Description of the task:
Copy every line that holds the string "crate" from the data below.
Materials provided Block Start
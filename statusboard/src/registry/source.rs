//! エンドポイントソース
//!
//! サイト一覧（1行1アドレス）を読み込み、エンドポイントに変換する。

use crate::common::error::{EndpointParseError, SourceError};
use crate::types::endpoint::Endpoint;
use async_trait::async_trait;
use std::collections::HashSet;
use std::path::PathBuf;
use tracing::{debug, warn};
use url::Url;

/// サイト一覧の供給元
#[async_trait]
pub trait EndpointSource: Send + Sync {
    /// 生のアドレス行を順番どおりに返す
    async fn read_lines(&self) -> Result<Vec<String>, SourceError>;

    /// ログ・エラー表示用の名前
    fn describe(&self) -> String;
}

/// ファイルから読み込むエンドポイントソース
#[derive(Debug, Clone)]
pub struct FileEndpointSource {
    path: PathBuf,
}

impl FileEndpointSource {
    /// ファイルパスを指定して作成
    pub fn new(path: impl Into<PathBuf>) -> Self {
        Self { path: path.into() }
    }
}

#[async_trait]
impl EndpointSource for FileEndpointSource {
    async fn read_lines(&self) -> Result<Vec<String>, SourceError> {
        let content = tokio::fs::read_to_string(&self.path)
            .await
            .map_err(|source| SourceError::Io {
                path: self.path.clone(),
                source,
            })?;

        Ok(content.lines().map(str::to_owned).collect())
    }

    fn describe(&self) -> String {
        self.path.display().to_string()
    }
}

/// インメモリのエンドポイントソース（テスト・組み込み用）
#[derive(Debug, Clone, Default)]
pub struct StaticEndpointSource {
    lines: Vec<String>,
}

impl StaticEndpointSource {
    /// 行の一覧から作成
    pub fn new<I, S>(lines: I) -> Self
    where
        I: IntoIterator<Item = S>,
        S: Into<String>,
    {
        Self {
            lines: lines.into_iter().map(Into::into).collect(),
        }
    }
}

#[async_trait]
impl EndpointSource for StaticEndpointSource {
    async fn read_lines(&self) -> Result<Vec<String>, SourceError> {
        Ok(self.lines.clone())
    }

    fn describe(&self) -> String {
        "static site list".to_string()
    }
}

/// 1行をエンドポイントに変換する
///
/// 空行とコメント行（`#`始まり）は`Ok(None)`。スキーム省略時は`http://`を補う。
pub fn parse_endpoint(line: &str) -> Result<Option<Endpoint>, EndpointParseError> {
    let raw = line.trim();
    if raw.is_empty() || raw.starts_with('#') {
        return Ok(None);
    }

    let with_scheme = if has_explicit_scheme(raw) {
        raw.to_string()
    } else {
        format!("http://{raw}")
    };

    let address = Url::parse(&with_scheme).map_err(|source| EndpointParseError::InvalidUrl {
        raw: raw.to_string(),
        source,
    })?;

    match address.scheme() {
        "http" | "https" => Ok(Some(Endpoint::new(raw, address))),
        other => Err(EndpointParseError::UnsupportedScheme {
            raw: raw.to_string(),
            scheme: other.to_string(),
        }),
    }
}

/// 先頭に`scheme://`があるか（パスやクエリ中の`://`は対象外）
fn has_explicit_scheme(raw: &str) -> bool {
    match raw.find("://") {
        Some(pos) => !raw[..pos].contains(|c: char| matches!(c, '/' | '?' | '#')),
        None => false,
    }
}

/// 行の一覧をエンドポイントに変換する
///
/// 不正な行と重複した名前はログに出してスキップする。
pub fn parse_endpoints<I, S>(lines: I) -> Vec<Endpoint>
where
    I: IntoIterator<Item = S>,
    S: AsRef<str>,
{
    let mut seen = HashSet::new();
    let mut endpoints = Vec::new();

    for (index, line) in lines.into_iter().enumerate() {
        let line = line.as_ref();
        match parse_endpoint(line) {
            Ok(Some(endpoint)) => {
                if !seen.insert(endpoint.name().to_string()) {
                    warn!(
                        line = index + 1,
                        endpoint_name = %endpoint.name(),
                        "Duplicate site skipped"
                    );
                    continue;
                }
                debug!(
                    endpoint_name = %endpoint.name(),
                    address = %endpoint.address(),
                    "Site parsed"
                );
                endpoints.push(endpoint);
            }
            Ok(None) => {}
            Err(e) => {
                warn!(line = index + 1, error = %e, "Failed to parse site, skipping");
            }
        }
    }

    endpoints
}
Materials provided Block End
Materials provided Block Start
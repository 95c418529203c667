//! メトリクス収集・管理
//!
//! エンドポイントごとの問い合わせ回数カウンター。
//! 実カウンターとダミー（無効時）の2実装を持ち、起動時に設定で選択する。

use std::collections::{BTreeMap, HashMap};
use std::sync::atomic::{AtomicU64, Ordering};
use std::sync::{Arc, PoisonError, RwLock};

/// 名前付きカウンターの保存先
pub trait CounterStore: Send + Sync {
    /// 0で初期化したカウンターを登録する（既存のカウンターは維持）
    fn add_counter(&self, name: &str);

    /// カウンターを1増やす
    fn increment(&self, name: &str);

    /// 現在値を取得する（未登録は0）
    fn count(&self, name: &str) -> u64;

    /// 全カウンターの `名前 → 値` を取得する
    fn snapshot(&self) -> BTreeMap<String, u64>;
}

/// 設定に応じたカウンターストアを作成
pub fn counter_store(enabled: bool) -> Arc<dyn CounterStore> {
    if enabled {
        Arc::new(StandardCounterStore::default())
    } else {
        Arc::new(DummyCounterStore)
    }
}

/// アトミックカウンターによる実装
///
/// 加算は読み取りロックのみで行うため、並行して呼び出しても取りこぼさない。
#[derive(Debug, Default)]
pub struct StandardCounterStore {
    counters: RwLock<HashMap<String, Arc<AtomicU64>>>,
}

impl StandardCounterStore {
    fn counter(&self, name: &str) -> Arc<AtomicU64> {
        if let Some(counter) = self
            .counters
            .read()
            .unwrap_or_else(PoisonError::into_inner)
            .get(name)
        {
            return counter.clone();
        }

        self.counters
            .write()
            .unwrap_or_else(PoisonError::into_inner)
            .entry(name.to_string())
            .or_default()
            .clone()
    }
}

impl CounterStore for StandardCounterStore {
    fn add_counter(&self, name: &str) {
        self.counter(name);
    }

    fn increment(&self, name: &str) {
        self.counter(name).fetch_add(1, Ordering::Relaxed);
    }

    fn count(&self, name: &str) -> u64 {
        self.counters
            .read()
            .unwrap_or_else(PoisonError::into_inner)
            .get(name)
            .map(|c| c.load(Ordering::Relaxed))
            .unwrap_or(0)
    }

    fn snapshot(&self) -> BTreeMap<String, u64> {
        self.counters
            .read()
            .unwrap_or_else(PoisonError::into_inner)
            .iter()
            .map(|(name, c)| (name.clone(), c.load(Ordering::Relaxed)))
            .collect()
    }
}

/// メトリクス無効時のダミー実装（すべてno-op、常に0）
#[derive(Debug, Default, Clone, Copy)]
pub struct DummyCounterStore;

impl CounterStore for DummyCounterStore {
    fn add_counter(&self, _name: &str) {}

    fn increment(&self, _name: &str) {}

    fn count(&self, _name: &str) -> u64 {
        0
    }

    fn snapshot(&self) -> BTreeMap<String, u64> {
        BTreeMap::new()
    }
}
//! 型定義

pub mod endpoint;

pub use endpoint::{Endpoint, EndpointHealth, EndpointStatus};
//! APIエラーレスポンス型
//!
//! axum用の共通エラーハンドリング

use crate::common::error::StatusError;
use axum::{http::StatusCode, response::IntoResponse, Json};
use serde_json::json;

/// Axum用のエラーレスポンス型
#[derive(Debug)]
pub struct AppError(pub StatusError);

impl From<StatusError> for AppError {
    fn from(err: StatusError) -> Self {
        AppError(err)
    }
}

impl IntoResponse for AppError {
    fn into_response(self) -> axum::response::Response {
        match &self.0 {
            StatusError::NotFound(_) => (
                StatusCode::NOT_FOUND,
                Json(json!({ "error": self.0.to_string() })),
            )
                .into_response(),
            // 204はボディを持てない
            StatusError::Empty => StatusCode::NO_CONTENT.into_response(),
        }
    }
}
Materials provided Block End
Solution to this exercise:
use crate::common::error::{EndpointParseError, SourceError};
use crate::types::endpoint::Endpoint;
use crate::common::error::StatusError;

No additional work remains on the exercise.